**Task requirements**
Scan the material and copy every line in which "SubprocessMerge" appears.

**Data extract**

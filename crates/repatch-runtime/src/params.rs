//! Patch session parameters

use repatch_bundle::{BundleSource, PatchOptions, PatchSelection};
use repatch_split::{DeviceProfile, MergeEngine, PrepareOptions, SubprocessMerge};
use serde::{Deserialize, Serialize};
use std::path::PathBuf;

/// Everything a runtime needs to run one patch session
///
/// Serializable so it can be handed to a worker process.
#[derive(Debug, Clone, PartialEq, Serialize, Deserialize)]
pub struct WorkerParameters {
    /// Package the patches must be compatible with
    pub package_name: String,
    /// Input package (plain or split)
    pub input: PathBuf,
    /// Final output path
    pub output: PathBuf,
    /// Session working directory
    pub cache_dir: PathBuf,
    /// Patch bundles, in configured order
    pub bundles: Vec<BundleSource>,
    /// Selected patches per bundle
    pub selection: PatchSelection,
    /// Option values per bundle and patch
    #[serde(default)]
    pub options: PatchOptions,
    /// Drop native code for unsupported architectures
    #[serde(default)]
    pub strip_native_libs: bool,
    /// Supported architectures
    #[serde(default)]
    pub supported_abis: Vec<String>,
    /// Parent-directory prefix of downloaded packages
    #[serde(default)]
    pub downloads_marker: Option<String>,
    /// Leave out locale and density splits the device does not use
    #[serde(default)]
    pub skip_unneeded_splits: bool,
    /// Device locales; the worker's locale environment when empty
    #[serde(default)]
    pub locales: Vec<String>,
    /// Device screen density qualifier
    #[serde(default)]
    pub density: Option<String>,
    /// Worker binary for subprocess merging; in-process only when absent
    #[serde(default)]
    pub merge_worker: Option<PathBuf>,
    /// Memory limit of the merge worker (MB)
    #[serde(default)]
    pub merge_memory_mb: Option<u64>,
    /// Preload library enforcing the merge worker heap limit
    #[serde(default)]
    pub heap_shim: Option<PathBuf>,
    /// Classpath exported to the merge worker
    #[serde(default)]
    pub classpath: Option<PathBuf>,
}

impl WorkerParameters {
    /// Parameters with no bundles or selection
    #[must_use]
    pub fn new(
        package_name: impl Into<String>,
        input: impl Into<PathBuf>,
        output: impl Into<PathBuf>,
        cache_dir: impl Into<PathBuf>,
    ) -> Self {
        Self {
            package_name: package_name.into(),
            input: input.into(),
            output: output.into(),
            cache_dir: cache_dir.into(),
            bundles: Vec::new(),
            selection: PatchSelection::new(),
            options: PatchOptions::new(),
            strip_native_libs: false,
            supported_abis: Vec::new(),
            downloads_marker: None,
            skip_unneeded_splits: false,
            locales: Vec::new(),
            density: None,
            merge_worker: None,
            merge_memory_mb: None,
            heap_shim: None,
            classpath: None,
        }
    }

    /// Add a bundle
    #[inline]
    #[must_use]
    pub fn with_bundle(mut self, bundle: BundleSource) -> Self {
        self.bundles.push(bundle);
        self
    }

    /// Set the selection
    #[inline]
    #[must_use]
    pub fn with_selection(mut self, selection: PatchSelection) -> Self {
        self.selection = selection;
        self
    }

    /// Set option values
    #[inline]
    #[must_use]
    pub fn with_options(mut self, options: PatchOptions) -> Self {
        self.options = options;
        self
    }

    /// Enable native library stripping for `abis`
    #[inline]
    #[must_use]
    pub fn with_native_libs(mut self, strip: bool, abis: Vec<String>) -> Self {
        self.strip_native_libs = strip;
        self.supported_abis = abis;
        self
    }

    /// Set the downloads marker
    #[inline]
    #[must_use]
    pub fn with_downloads_marker(mut self, marker: Option<String>) -> Self {
        self.downloads_marker = marker;
        self
    }

    /// Skip configuration splits unused by a device with `locales` and `density`
    #[inline]
    #[must_use]
    pub fn with_unneeded_splits(mut self, skip: bool, locales: Vec<String>, density: Option<String>) -> Self {
        self.skip_unneeded_splits = skip;
        self.locales = locales;
        self.density = density;
        self
    }

    /// Retry failed merges through `worker`
    #[inline]
    #[must_use]
    pub fn with_merge_worker(mut self, worker: impl Into<PathBuf>) -> Self {
        self.merge_worker = Some(worker.into());
        self
    }

    /// Bound the merge worker to `limit_mb`, enforced through `shim`
    #[inline]
    #[must_use]
    pub fn with_worker_memory(mut self, limit_mb: u64, shim: Option<PathBuf>) -> Self {
        self.merge_memory_mb = Some(limit_mb);
        self.heap_shim = shim;
        self
    }

    /// Classpath for the merge worker
    #[inline]
    #[must_use]
    pub fn with_classpath(mut self, classpath: impl Into<PathBuf>) -> Self {
        self.classpath = Some(classpath.into());
        self
    }

    /// Subprocess merge strategy, when a merge worker is set
    #[must_use]
    pub fn subprocess_merge(&self) -> Option<SubprocessMerge> {
        let worker = self.merge_worker.as_ref()?;
        let mut merge = SubprocessMerge::new(worker, &self.cache_dir);
        if let Some(classpath) = &self.classpath {
            merge = merge.with_classpath(classpath);
        }
        if let Some(limit) = self.merge_memory_mb {
            merge = merge.with_heap_limit(limit, self.heap_shim.clone());
        }
        Some(merge)
    }

    /// Target device for split skipping
    #[must_use]
    pub fn device_profile(&self) -> DeviceProfile {
        if self.locales.is_empty() && self.density.is_none() {
            return DeviceProfile::from_env();
        }
        DeviceProfile::new(self.locales.iter().map(String::as_str), self.density.as_deref())
    }

    /// Split preparation settings derived from these parameters
    #[must_use]
    pub fn prepare_options(&self) -> PrepareOptions {
        let engine = self
            .subprocess_merge()
            .map_or_else(MergeEngine::in_process, MergeEngine::with_subprocess);
        PrepareOptions::default()
            .with_strip_native_libs(self.strip_native_libs)
            .with_supported_abis(self.supported_abis.clone())
            .with_downloads_marker(self.downloads_marker.clone())
            .with_skip_unneeded_splits(self.skip_unneeded_splits)
            .with_device(self.device_profile())
            .with_engine(engine)
    }
}

#[cfg(test)]
mod tests {
    use super::*;
    use repatch_split::merge::ACTION_LIST;
    use std::ffi::OsString;

    #[test]
    fn merge_worker_inherits_memory_and_classpath() {
        let parameters = WorkerParameters::new("com.example.app", "/in.apks", "/out.apk", "/cache")
            .with_merge_worker("/opt/repatch-worker")
            .with_worker_memory(900, Some(PathBuf::from("/opt/libheap.so")))
            .with_classpath("/opt/repatch");

        let envs = parameters.subprocess_merge().unwrap().launch(ACTION_LIST).envs();
        assert!(envs.contains(&("CLASSPATH", OsString::from("/opt/repatch"))));
        assert!(envs.contains(&("LD_PRELOAD", OsString::from("/opt/libheap.so"))));
        assert!(envs.contains(&("REPATCH_HEAP_SIZE", OsString::from("900M"))));
    }

    #[test]
    fn explicit_device_profile() {
        let parameters = WorkerParameters::new("com.example.app", "/in.apks", "/out.apk", "/cache").with_unneeded_splits(
            true,
            vec!["de".to_string()],
            Some("hdpi".to_string()),
        );
        let options = parameters.prepare_options();
        assert!(options.skip_unneeded_splits);
        assert_eq!(options.device, DeviceProfile::new(["de"], Some("hdpi")));
        assert!(options.device.is_unneeded("split_config.fr.apk"));
    }

    #[test]
    fn no_merge_worker_means_no_subprocess() {
        let parameters = WorkerParameters::new("com.example.app", "/in.apks", "/out.apk", "/cache")
            .with_worker_memory(900, None);
        assert!(parameters.subprocess_merge().is_none());
    }
}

**Problem solution**
use repatch_split::{DeviceProfile, MergeEngine, PrepareOptions, SubprocessMerge};
    pub fn subprocess_merge(&self) -> Option<SubprocessMerge> {
        let mut merge = SubprocessMerge::new(worker, &self.cache_dir);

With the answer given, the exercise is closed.